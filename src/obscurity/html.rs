//! Server-rendered pages.

use super::handlers::FieldErrors;
use super::users::User;

const APP_TITLE: &str = "obscurity";

const STYLE: &str = "body{background:#000;color:#fff;font-family:sans-serif;display:flex;\
justify-content:center;padding-top:4rem}main{max-width:28rem;width:100%}\
h1{text-align:center;letter-spacing:.1em}input{width:100%;padding:.4rem;margin:.3rem 0;\
background:#000;color:#fff;border:1px solid #a855f7}button{width:100%;padding:.5rem;\
background:#000;color:#fff;border:1px solid #a855f7}.error{color:#b91c1c;padding-top:.25rem}\
a{color:#3b82f6}";

/// Escape text for use in element content and quoted attribute values.
#[must_use]
pub fn escape(value: &str) -> String {
    let mut out = String::with_capacity(value.len());
    for c in value.chars() {
        match c {
            '&' => out.push_str("&amp;"),
            '<' => out.push_str("&lt;"),
            '>' => out.push_str("&gt;"),
            '"' => out.push_str("&quot;"),
            '\'' => out.push_str("&#x27;"),
            _ => out.push(c),
        }
    }
    out
}

fn layout(title: &str, body: &str) -> String {
    format!(
        "<!DOCTYPE html>\n<html lang=\"en\">\n<head>\n<meta charset=\"utf-8\">\n\
<meta name=\"viewport\" content=\"width=device-width,initial-scale=1\">\n\
<title>{title}</title>\n<style>{STYLE}</style>\n</head>\n<body>\n<main>\n\
<h1>OBSCURITY</h1>\n{body}\n</main>\n</body>\n</html>\n",
        title = escape(title),
    )
}

fn query_suffix(query: Option<&str>) -> String {
    match query {
        Some(query) if !query.is_empty() => format!("?{query}"),
        _ => String::new(),
    }
}

/// Text input plus its inline error, wired up with `aria-*` attributes.
fn field(
    id: &str,
    input_type: &str,
    placeholder: &str,
    autocomplete: &str,
    error: Option<&str>,
) -> String {
    let (invalid, message, autofocus) = match error {
        Some(message) => (
            " aria-invalid=\"true\"",
            format!(
                "\n<div class=\"error\" id=\"{id}-error\">{}</div>",
                escape(message)
            ),
            " autofocus",
        ),
        None => ("", String::new(), ""),
    };
    format!(
        "<div>\n<input id=\"{id}\" name=\"{id}\" type=\"{input_type}\" placeholder=\"{placeholder}\" \
autocomplete=\"{autocomplete}\" aria-describedby=\"{id}-error\"{invalid}{autofocus}>{message}\n</div>"
    )
}

#[must_use]
pub fn index_page(user: Option<&User>) -> String {
    let body = match user {
        Some(user) => format!(
            "<p><a href=\"/notes\">View Notes for {}</a></p>",
            escape(&user.email)
        ),
        None => "<p id=\"footer\"><a href=\"/login\">login</a> / <a href=\"/join\">register</a></p>"
            .to_string(),
    };
    layout(APP_TITLE, &body)
}

#[must_use]
pub fn join_page(redirect_to: Option<&str>, query: Option<&str>, errors: &FieldErrors) -> String {
    let body = format!(
        "<form method=\"post\" action=\"/join\">\n{email}\n{password}\n{invite}\n\
<input type=\"hidden\" name=\"redirectTo\" value=\"{redirect_to}\">\n\
<button type=\"submit\">submit</button>\n</form>\n\
<p>already have an account? <a href=\"/login{query}\">log in</a></p>",
        email = field("email", "email", "email address", "email", errors.email.as_deref()),
        password = field(
            "password",
            "password",
            "password",
            "new-password",
            errors.password.as_deref()
        ),
        invite = field("invCode", "text", "invite code", "off", None),
        redirect_to = escape(redirect_to.unwrap_or_default()),
        query = escape(&query_suffix(query)),
    );
    layout(&format!("register - {APP_TITLE}"), &body)
}

#[must_use]
pub fn login_page(redirect_to: &str, query: Option<&str>, errors: &FieldErrors) -> String {
    let body = format!(
        "<form method=\"post\" action=\"/login\">\n{email}\n{password}\n\
<input type=\"hidden\" name=\"redirectTo\" value=\"{redirect_to}\">\n\
<label><input type=\"checkbox\" name=\"remember\" id=\"remember\"> remember me</label>\n\
<button type=\"submit\">submit</button>\n</form>\n\
<p>don't have an account? <a href=\"/join{query}\">join</a></p>\n\
<p id=\"footer\"><a href=\"/\">home</a></p>",
        email = field("email", "email", "email address", "email", errors.email.as_deref()),
        password = field(
            "password",
            "password",
            "password",
            "current-password",
            errors.password.as_deref()
        ),
        redirect_to = escape(redirect_to),
        query = escape(&query_suffix(query)),
    );
    layout(&format!("login - {APP_TITLE}"), &body)
}

#[must_use]
pub fn notes_page(user: &User) -> String {
    let body = format!(
        "<p>Notes for {}</p>\n<form method=\"post\" action=\"/logout\">\n\
<button type=\"submit\">logout</button>\n</form>\n<p id=\"footer\"><a href=\"/\">home</a></p>",
        escape(&user.email)
    );
    layout(&format!("notes - {APP_TITLE}"), &body)
}

#[cfg(test)]
mod tests {
    use super::*;
    use uuid::Uuid;

    #[test]
    fn escape_handles_markup() {
        assert_eq!(
            escape(r#"<a href="x">'&'</a>"#),
            "&lt;a href=&quot;x&quot;&gt;&#x27;&amp;&#x27;&lt;/a&gt;"
        );
        assert_eq!(escape("plain"), "plain");
    }

    #[test]
    fn index_page_links_depend_on_user() {
        let anonymous = index_page(None);
        assert!(anonymous.contains("href=\"/login\""));
        assert!(anonymous.contains("href=\"/join\""));

        let user = User {
            id: Uuid::new_v4(),
            email: "a@b.com".to_string(),
        };
        let personal = index_page(Some(&user));
        assert!(personal.contains("View Notes for a@b.com"));
        assert!(!personal.contains("href=\"/join\""));
    }

    #[test]
    fn join_page_renders_inline_errors() {
        let errors = FieldErrors {
            email: None,
            password: Some("Password is too short".to_string()),
        };
        let page = join_page(Some("/notes"), Some("redirectTo=%2Fnotes"), &errors);
        assert!(page.contains("<div class=\"error\" id=\"password-error\">Password is too short</div>"));
        assert!(!page.contains("id=\"email-error\">"));
        assert!(page.contains("name=\"invCode\""));
        assert!(page.contains("name=\"redirectTo\" value=\"/notes\""));
        assert!(page.contains("href=\"/login?redirectTo=%2Fnotes\""));
    }

    #[test]
    fn login_page_escapes_redirect_value() {
        let page = login_page("/\"><script>", None, &FieldErrors::default());
        assert!(!page.contains("<script>"));
        assert!(page.contains("name=\"remember\""));
        assert!(page.contains("href=\"/join\""));
    }

    #[test]
    fn notes_page_offers_logout() {
        let user = User {
            id: Uuid::new_v4(),
            email: "<b>@b.com".to_string(),
        };
        let page = notes_page(&user);
        assert!(page.contains("action=\"/logout\""));
        assert!(page.contains("&lt;b&gt;@b.com"));
    }
}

■ TASK STATEMENT
Output the data above in full and exactly.

■ PROBLEM SOLUTION
filename src/obscurity/html.rs
//! Server-rendered pages.

use super::handlers::FieldErrors;
use super::users::User;

const APP_TITLE: &str = "obscurity";

const STYLE: &str = "body{background:#000;color:#fff;font-family:sans-serif;display:flex;\
justify-content:center;padding-top:4rem}main{max-width:28rem;width:100%}\
h1{text-align:center;letter-spacing:.1em}input{width:100%;padding:.4rem;margin:.3rem 0;\
background:#000;color:#fff;border:1px solid #a855f7}button{width:100%;padding:.5rem;\
background:#000;color:#fff;border:1px solid #a855f7}.error{color:#b91c1c;padding-top:.25rem}\
a{color:#3b82f6}";

/// Escape text for use in element content and quoted attribute values.
#[must_use]
pub fn escape(value: &str) -> String {
    let mut out = String::with_capacity(value.len());
    for c in value.chars() {
        match c {
            '&' => out.push_str("&amp;"),
            '<' => out.push_str("&lt;"),
            '>' => out.push_str("&gt;"),
            '"' => out.push_str("&quot;"),
            '\'' => out.push_str("&#x27;"),
            _ => out.push(c),
        }
    }
    out
}

fn layout(title: &str, body: &str) -> String {
    format!(
        "<!DOCTYPE html>\n<html lang=\"en\">\n<head>\n<meta charset=\"utf-8\">\n\
<meta name=\"viewport\" content=\"width=device-width,initial-scale=1\">\n\
<title>{title}</title>\n<style>{STYLE}</style>\n</head>\n<body>\n<main>\n\
<h1>OBSCURITY</h1>\n{body}\n</main>\n</body>\n</html>\n",
        title = escape(title),
    )
}

fn query_suffix(query: Option<&str>) -> String {
    match query {
        Some(query) if !query.is_empty() => format!("?{query}"),
        _ => String::new(),
    }
}

/// Text input plus its inline error, wired up with `aria-*` attributes.
fn field(
    id: &str,
    input_type: &str,
    placeholder: &str,
    autocomplete: &str,
    error: Option<&str>,
) -> String {
    let (invalid, message, autofocus) = match error {
        Some(message) => (
            " aria-invalid=\"true\"",
            format!(
                "\n<div class=\"error\" id=\"{id}-error\">{}</div>",
                escape(message)
            ),
            " autofocus",
        ),
        None => ("", String::new(), ""),
    };
    format!(
        "<div>\n<input id=\"{id}\" name=\"{id}\" type=\"{input_type}\" placeholder=\"{placeholder}\" \
autocomplete=\"{autocomplete}\" aria-describedby=\"{id}-error\"{invalid}{autofocus}>{message}\n</div>"
    )
}

#[must_use]
pub fn index_page(user: Option<&User>) -> String {
    let body = match user {
        Some(user) => format!(
            "<p><a href=\"/notes\">View Notes for {}</a></p>",
            escape(&user.email)
        ),
        None => "<p id=\"footer\"><a href=\"/login\">login</a> / <a href=\"/join\">register</a></p>"
            .to_string(),
    };
    layout(APP_TITLE, &body)
}

#[must_use]
pub fn join_page(redirect_to: Option<&str>, query: Option<&str>, errors: &FieldErrors) -> String {
    let body = format!(
        "<form method=\"post\" action=\"/join\">\n{email}\n{password}\n{invite}\n\
<input type=\"hidden\" name=\"redirectTo\" value=\"{redirect_to}\">\n\
<button type=\"submit\">submit</button>\n</form>\n\
<p>already have an account? <a href=\"/login{query}\">log in</a></p>",
        email = field("email", "email", "email address", "email", errors.email.as_deref()),
        password = field(
            "password",
            "password",
            "password",
            "new-password",
            errors.password.as_deref()
        ),
        invite = field("invCode", "text", "invite code", "off", None),
        redirect_to = escape(redirect_to.unwrap_or_default()),
        query = escape(&query_suffix(query)),
    );
    layout(&format!("register - {APP_TITLE}"), &body)
}

#[must_use]
pub fn login_page(redirect_to: &str, query: Option<&str>, errors: &FieldErrors) -> String {
    let body = format!(
        "<form method=\"post\" action=\"/login\">\n{email}\n{password}\n\
<input type=\"hidden\" name=\"redirectTo\" value=\"{redirect_to}\">\n\
<label><input type=\"checkbox\" name=\"remember\" id=\"remember\"> remember me</label>\n\
<button type=\"submit\">submit</button>\n</form>\n\
<p>don't have an account? <a href=\"/join{query}\">join</a></p>\n\
<p id=\"footer\"><a href=\"/\">home</a></p>",
        email = field("email", "email", "email address", "email", errors.email.as_deref()),
        password = field(
            "password",
            "password",
            "password",
            "current-password",
            errors.password.as_deref()
        ),
        redirect_to = escape(redirect_to),
        query = escape(&query_suffix(query)),
    );
    layout(&format!("login - {APP_TITLE}"), &body)
}

#[must_use]
pub fn notes_page(user: &User) -> String {
    let body = format!(
        "<p>Notes for {}</p>\n<form method=\"post\" action=\"/logout\">\n\
<button type=\"submit\">logout</button>\n</form>\n<p id=\"footer\"><a href=\"/\">home</a></p>",
        escape(&user.email)
    );
    layout(&format!("notes - {APP_TITLE}"), &body)
}

#[cfg(test)]
mod tests {
    use super::*;
    use uuid::Uuid;

    #[test]
    fn escape_handles_markup() {
        assert_eq!(
            escape(r#"<a href="x">'&'</a>"#),
            "&lt;a href=&quot;x&quot;&gt;&#x27;&amp;&#x27;&lt;/a&gt;"
        );
        assert_eq!(escape("plain"), "plain");
    }

    #[test]
    fn index_page_links_depend_on_user() {
        let anonymous = index_page(None);
        assert!(anonymous.contains("href=\"/login\""));
        assert!(anonymous.contains("href=\"/join\""));

        let user = User {
            id: Uuid::new_v4(),
            email: "a@b.com".to_string(),
        };
        let personal = index_page(Some(&user));
        assert!(personal.contains("View Notes for a@b.com"));
        assert!(!personal.contains("href=\"/join\""));
    }

    #[test]
    fn join_page_renders_inline_errors() {
        let errors = FieldErrors {
            email: None,
            password: Some("Password is too short".to_string()),
        };
        let page = join_page(Some("/notes"), Some("redirectTo=%2Fnotes"), &errors);
        assert!(page.contains("<div class=\"error\" id=\"password-error\">Password is too short</div>"));
        assert!(!page.contains("id=\"email-error\">"));
        assert!(page.contains("name=\"invCode\""));
        assert!(page.contains("name=\"redirectTo\" value=\"/notes\""));
        assert!(page.contains("href=\"/login?redirectTo=%2Fnotes\""));
    }

    #[test]
    fn login_page_escapes_redirect_value() {
        let page = login_page("/\"><script>", None, &FieldErrors::default());
        assert!(!page.contains("<script>"));
        assert!(page.contains("name=\"remember\""));
        assert!(page.contains("href=\"/join\""));
    }

    #[test]
    fn notes_page_offers_logout() {
        let user = User {
            id: Uuid::new_v4(),
            email: "<b>@b.com".to_string(),
        };
        let page = notes_page(&user);
        assert!(page.contains("action=\"/logout\""));
        assert!(page.contains("&lt;b&gt;@b.com"));
    }
}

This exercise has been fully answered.